What changes really need to happen in the way US primary & secondary students are taught?

Accept that not everyone should be educated in the same way for the same goals. That leads to these changes:

  1. At the end of the 9th grade, students declare for one of these choices: College prep, technical school, trade school, or one of a number of private schools that are magnet schools with a particular emphasis. Students are not allowed to graduate from 9th grade without basic reading, writing, and math skills.

  2. Non English speaking students need to be immersed in English proficiency school; the goal of this school is to prepare the student to take all other classes in English…so there wouldn’t be subject matter like Chemistry being taught in XYZ language.

  3. Peer review for teachers should be used. Tenure should be weakened. Poor teachers either improve or leave teaching.

I taught for 30 years and base my suggestions on that experience.

Yep, but those kids HAVE to pass (we don’t find out until August) or they close the school, the district has a million dollars of expense they can’t afford reorganizing the school. Those teachers and those kids worked their butts off to save the school - no one thinking it was a good idea, but they didn’t have much choice.

We LOVE NCLB. Its such great legislation. :rolleyes: After watching the teacher’s heroic efforts for three years - and the students who really are trying - I have nothing but admiration for both sets.

My idea would be to group types of learners together as much as possible. And don’t be afraid of even higher consolidation to get it to happen. Instead of trying to teach with every method, focus on the method that works for that child.

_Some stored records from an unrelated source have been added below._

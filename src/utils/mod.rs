//! Utility functions shared across layers.
//!
//! - [`alias_codec`] - Base-62 alias encoding and custom alias validation
//! - [`target_url`] - Target URL validation and normalization
//! - [`timeout`] - Deadlines for store and cache calls

pub mod alias_codec;
pub mod target_url;
pub mod timeout;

The other thing would be to institute the Montessori method. With it, we had one teacher for every 25 students, and they still had time to teach everyone at their own pace. Each lesson is extremely minimal: you learn 2 new things at a time. And the majority of people who came out were ahead of the curve in public school.

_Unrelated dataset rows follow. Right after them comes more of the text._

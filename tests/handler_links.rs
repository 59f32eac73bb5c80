mod common;

use axum::http::StatusCode;
use serde_json::{Value, json};
use tinylink::domain::entities::Identity;

// ─── CREATE ──────────────────────────────────────────────────────────────────

#[tokio::test]
async fn test_guest_create_mints_guest_cookie() {
    let (state, _rx) = common::create_test_state();
    let server = common::make_server(state);

    let response = server
        .post("/api/links")
        .json(&json!({ "url": "https://example.com/one" }))
        .await;

    response.assert_status(StatusCode::CREATED);
    let body = response.json::<Value>();
    assert_eq!(body["alias"], "1");
    assert_eq!(body["path"], "/1");
    assert_eq!(body["version"], 1);

    let guest = common::cookie_value(&response, "tl_guest").expect("guest cookie");
    assert!(Identity::guest_from_cookie(&guest).is_some());
}

#[tokio::test]
async fn test_guest_links_follow_cookie() {
    let (state, _rx) = common::create_test_state();
    let server = common::make_server(state);

    let created = server
        .post("/api/links")
        .json(&json!({ "url": "https://example.com/one", "alias": "first" }))
        .await;
    let guest = common::cookie_value(&created, "tl_guest").unwrap();

    let mine = server
        .get("/api/links")
        .add_header("Cookie", format!("tl_guest={guest}"))
        .await;
    mine.assert_status_ok();
    assert_eq!(mine.json::<Value>()["total"], 1);
    assert!(common::cookie_value(&mine, "tl_guest").is_none());

    let stranger = server.get("/api/links").await;
    assert_eq!(stranger.json::<Value>()["total"], 0);
}

#[tokio::test]
async fn test_user_create_private_and_conflict() {
    let (state, _rx) = common::create_test_state();
    let session = state
        .identity_resolver
        .establish_session(Identity::user(7))
        .await
        .unwrap();
    let server = common::make_server(state);

    let first = server
        .post("/api/links")
        .authorization_bearer(&session.access)
        .json(&json!({ "url": "https://example.com", "alias": "team-notes", "private": true }))
        .await;
    first.assert_status(StatusCode::CREATED);
    assert_eq!(first.json::<Value>()["path"], "/p/team-notes");

    let second = server
        .post("/api/links")
        .authorization_bearer(&session.access)
        .json(&json!({ "url": "https://example.org", "alias": "team-notes", "private": true }))
        .await;
    second.assert_status(StatusCode::CONFLICT);
    assert_eq!(second.json::<Value>()["error"]["code"], "alias_unavailable");
}

#[tokio::test]
async fn test_guest_cannot_create_private() {
    let (state, _rx) = common::create_test_state();
    let server = common::make_server(state);

    let response = server
        .post("/api/links")
        .json(&json!({ "url": "https://example.com", "private": true }))
        .await;

    response.assert_status_unauthorized();
}

#[tokio::test]
async fn test_create_rejects_bad_input() {
    let (state, _rx) = common::create_test_state();
    let server = common::make_server(state);

    let short_alias = server
        .post("/api/links")
        .json(&json!({ "url": "https://example.com", "alias": "ab" }))
        .await;
    short_alias.assert_status_bad_request();

    let reserved = server
        .post("/api/links")
        .json(&json!({ "url": "https://example.com", "alias": "health" }))
        .await;
    reserved.assert_status_bad_request();

    let ftp = server
        .post("/api/links")
        .json(&json!({ "url": "ftp://example.com/file" }))
        .await;
    ftp.assert_status_bad_request();

    let not_a_url = server
        .post("/api/links")
        .json(&json!({ "url": "not a url" }))
        .await;
    not_a_url.assert_status_bad_request();
}

// ─── UPDATE ──────────────────────────────────────────────────────────────────

#[tokio::test]
async fn test_update_with_version() {
    let (state, _rx) = common::create_test_state();
    let owner = Identity::user(3);
    let link = common::create_link(&state, &owner, "docs", "https://example.com/v1", false).await;
    let session = state.identity_resolver.establish_session(owner).await.unwrap();
    let server = common::make_server(state);

    let updated = server
        .patch(&format!("/api/links/{}", link.id))
        .authorization_bearer(&session.access)
        .json(&json!({ "version": 1, "url": "https://example.com/v2" }))
        .await;
    updated.assert_status_ok();
    let body = updated.json::<Value>();
    assert_eq!(body["version"], 2);
    assert_eq!(body["url"], "https://example.com/v2");

    let redirect = server.get("/docs").await;
    assert_eq!(redirect.header("location"), "https://example.com/v2");

    let stale = server
        .patch(&format!("/api/links/{}", link.id))
        .authorization_bearer(&session.access)
        .json(&json!({ "version": 1, "url": "https://example.com/v3" }))
        .await;
    stale.assert_status_not_found();
}

#[tokio::test]
async fn test_update_someone_elses_link() {
    let (state, _rx) = common::create_test_state();
    let link =
        common::create_link(&state, &Identity::user(1), "docs", "https://example.com", false).await;
    let session = state
        .identity_resolver
        .establish_session(Identity::user(2))
        .await
        .unwrap();
    let server = common::make_server(state);

    let response = server
        .patch(&format!("/api/links/{}", link.id))
        .authorization_bearer(&session.access)
        .json(&json!({ "version": 1, "url": "https://evil.example.com" }))
        .await;

    response.assert_status_not_found();
}

#[tokio::test]
async fn test_update_requires_a_change() {
    let (state, _rx) = common::create_test_state();
    let owner = Identity::user(3);
    let link = common::create_link(&state, &owner, "docs", "https://example.com", false).await;
    let session = state.identity_resolver.establish_session(owner).await.unwrap();
    let server = common::make_server(state);

    let response = server
        .patch(&format!("/api/links/{}", link.id))
        .authorization_bearer(&session.access)
        .json(&json!({ "version": 1 }))
        .await;

    response.assert_status_bad_request();
}

// ─── DELETE ──────────────────────────────────────────────────────────────────

#[tokio::test]
async fn test_delete_alias() {
    let (state, _rx) = common::create_test_state();
    let owner = Identity::user(5);
    common::create_link(&state, &owner, "docs", "https://example.com/public", false).await;
    common::create_link(&state, &owner, "docs", "https://example.com/private", true).await;
    let session = state.identity_resolver.establish_session(owner).await.unwrap();
    let server = common::make_server(state);

    let response = server
        .delete("/api/aliases/docs")
        .authorization_bearer(&session.access)
        .await;
    response.assert_status(StatusCode::NO_CONTENT);

    server.get("/docs").await.assert_status_not_found();
    server
        .get("/p/docs")
        .authorization_bearer(&session.access)
        .await
        .assert_status_not_found();

    let again = server
        .delete("/api/aliases/docs")
        .authorization_bearer(&session.access)
        .await;
    again.assert_status_not_found();
}

#[tokio::test]
async fn test_delete_other_owner_alias_is_not_found() {
    let (state, _rx) = common::create_test_state();
    common::create_link(&state, &Identity::user(1), "docs", "https://example.com", false).await;
    let session = state
        .identity_resolver
        .establish_session(Identity::user(2))
        .await
        .unwrap();
    let server = common::make_server(state);

    let response = server
        .delete("/api/aliases/docs")
        .authorization_bearer(&session.access)
        .await;
    response.assert_status_not_found();

    server
        .get("/docs")
        .await
        .assert_status(StatusCode::TEMPORARY_REDIRECT);
}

And, of course, you’ve got to really teach how to learn, and stop focusing on testing skills so early on. And start letting memorization take a back seat to learning, as you don’t need to know everything all at once. You can always go back and look things up.

How to implement that last paragraph, I have no idea.

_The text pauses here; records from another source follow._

//! Caching layer for fast redirect lookups and alias counters.
//!
//! Provides a [`LinkCache`] trait with two implementations:
//! - [`RedisCache`] - Production Redis-backed cache, shared across instances
//! - [`MemoryCache`] - In-process cache for single-instance and test setups

mod memory_cache;
mod redis_cache;
mod service;

pub use memory_cache::MemoryCache;
pub use redis_cache::RedisCache;
pub use service::{CacheError, CacheResult, LinkCache, RedirectCacheEntry};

I have a friend who was taught strictly Montissori through eighth grade. His mother is a Montissori teacher. It certainly doesn’t work well for all students - he is a great case of someone who would have succeeded under a different structure, but lacked the discipline for the Montissori methods.

Very bright, very creative, learned what he was interested in - but the rote memorization required to spell or do math quickly - he wasn’t encouraged to pick up and failed in high school miserably because his basic skills weren’t sufficient. Thirty years after high school he is modestly successful and fulfilled, but its been a struggle.